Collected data
****

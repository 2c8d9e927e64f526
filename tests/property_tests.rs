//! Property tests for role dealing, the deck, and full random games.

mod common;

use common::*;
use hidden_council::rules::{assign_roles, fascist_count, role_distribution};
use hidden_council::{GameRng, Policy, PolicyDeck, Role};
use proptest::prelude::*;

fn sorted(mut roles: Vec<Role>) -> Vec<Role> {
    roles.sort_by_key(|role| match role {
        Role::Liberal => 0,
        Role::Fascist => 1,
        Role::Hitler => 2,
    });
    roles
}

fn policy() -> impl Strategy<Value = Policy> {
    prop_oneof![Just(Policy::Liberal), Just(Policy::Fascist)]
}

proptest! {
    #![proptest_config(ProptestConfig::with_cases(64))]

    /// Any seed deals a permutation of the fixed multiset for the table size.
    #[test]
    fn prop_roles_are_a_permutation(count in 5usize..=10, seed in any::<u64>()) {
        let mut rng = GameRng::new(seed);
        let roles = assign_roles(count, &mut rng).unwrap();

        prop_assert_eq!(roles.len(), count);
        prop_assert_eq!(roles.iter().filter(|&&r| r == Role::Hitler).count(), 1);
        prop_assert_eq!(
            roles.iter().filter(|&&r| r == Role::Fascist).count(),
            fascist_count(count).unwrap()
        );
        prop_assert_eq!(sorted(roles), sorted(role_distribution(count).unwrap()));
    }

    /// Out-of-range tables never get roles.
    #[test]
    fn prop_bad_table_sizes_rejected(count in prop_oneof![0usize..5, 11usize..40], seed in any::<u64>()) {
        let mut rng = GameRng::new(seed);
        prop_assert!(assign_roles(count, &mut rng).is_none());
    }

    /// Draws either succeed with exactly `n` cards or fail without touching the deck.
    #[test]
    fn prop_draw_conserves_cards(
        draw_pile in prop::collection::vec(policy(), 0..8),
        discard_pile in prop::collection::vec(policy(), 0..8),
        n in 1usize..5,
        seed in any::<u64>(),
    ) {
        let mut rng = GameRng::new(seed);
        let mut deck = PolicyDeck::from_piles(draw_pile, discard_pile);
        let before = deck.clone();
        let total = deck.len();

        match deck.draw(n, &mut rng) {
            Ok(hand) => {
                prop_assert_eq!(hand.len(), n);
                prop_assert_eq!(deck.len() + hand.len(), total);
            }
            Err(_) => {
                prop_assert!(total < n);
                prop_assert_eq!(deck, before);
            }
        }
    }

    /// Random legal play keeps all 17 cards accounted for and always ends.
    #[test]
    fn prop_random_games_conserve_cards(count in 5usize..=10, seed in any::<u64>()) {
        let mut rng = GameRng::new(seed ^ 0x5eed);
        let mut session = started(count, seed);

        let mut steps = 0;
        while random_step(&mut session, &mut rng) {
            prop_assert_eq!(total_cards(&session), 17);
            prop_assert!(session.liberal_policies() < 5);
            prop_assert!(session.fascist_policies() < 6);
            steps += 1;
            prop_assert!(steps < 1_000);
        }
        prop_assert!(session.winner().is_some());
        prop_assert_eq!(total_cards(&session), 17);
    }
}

****

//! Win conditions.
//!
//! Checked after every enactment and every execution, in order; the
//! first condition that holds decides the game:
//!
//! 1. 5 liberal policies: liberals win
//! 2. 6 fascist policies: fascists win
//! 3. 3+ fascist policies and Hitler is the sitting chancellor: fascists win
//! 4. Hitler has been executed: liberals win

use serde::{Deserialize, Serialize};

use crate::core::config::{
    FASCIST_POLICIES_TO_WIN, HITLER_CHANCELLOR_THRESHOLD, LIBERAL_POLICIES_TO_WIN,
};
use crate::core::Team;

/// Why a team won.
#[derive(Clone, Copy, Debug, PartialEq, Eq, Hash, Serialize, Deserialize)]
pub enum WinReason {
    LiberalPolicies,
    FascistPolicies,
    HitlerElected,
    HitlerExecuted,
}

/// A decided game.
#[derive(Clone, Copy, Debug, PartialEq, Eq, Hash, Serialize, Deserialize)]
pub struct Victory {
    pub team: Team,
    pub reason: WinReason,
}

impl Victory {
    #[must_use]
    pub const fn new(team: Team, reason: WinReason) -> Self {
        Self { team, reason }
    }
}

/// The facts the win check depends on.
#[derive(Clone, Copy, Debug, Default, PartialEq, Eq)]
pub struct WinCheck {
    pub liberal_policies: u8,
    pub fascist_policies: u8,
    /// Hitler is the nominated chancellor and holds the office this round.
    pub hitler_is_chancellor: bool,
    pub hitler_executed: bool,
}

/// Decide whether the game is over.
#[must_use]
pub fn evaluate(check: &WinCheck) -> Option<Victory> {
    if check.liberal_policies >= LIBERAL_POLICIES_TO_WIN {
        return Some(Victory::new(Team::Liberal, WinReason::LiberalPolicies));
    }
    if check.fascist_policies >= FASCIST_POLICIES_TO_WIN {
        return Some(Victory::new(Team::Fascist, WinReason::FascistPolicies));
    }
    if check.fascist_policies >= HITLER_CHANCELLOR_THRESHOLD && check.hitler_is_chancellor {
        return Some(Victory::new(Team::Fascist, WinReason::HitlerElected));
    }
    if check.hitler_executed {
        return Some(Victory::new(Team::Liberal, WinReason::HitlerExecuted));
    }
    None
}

****

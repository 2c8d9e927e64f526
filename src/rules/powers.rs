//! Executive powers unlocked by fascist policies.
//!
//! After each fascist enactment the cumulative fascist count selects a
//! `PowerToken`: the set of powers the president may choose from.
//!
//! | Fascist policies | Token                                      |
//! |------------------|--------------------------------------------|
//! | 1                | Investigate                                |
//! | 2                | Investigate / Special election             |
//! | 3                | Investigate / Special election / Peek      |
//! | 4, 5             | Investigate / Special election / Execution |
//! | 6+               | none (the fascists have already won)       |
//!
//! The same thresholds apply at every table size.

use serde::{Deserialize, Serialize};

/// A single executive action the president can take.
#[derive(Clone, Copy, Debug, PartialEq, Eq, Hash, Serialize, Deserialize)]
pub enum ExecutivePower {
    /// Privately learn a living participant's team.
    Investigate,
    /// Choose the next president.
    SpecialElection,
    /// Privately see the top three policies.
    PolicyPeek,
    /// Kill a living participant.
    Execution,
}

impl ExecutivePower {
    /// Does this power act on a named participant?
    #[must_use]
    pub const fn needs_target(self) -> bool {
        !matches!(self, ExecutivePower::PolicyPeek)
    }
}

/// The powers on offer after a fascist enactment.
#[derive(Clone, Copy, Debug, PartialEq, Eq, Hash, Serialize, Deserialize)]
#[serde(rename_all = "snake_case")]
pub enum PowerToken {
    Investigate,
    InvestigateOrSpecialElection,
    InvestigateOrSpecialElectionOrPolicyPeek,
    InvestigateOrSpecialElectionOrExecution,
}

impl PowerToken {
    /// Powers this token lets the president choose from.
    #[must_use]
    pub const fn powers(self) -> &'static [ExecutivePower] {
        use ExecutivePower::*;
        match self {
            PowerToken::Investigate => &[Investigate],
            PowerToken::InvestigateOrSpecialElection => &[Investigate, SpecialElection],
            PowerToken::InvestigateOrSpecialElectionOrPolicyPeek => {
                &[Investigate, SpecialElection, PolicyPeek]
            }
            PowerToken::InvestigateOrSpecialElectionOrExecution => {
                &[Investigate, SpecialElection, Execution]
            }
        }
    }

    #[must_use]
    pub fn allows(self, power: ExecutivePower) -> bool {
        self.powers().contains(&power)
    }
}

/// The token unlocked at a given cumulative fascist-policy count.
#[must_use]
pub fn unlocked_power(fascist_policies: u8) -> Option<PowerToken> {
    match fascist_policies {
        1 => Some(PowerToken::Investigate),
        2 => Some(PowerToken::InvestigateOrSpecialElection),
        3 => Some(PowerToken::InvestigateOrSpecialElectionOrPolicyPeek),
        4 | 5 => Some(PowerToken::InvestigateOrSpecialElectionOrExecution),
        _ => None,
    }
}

****

Above this instruction are the records; retype exactly the lines from the one containing "let mut deck" up to and including the one containing "prop_assert!(total < n);".

ANSWER TO THE PROBLEM >>
        let mut deck = PolicyDeck::from_piles(draw_pile, discard_pile);
        let before = deck.clone();
        let total = deck.len();

        match deck.draw(n, &mut rng) {
            Ok(hand) => {
                prop_assert_eq!(hand.len(), n);
                prop_assert_eq!(deck.len() + hand.len(), total);
            }
            Err(_) => {
                prop_assert!(total < n);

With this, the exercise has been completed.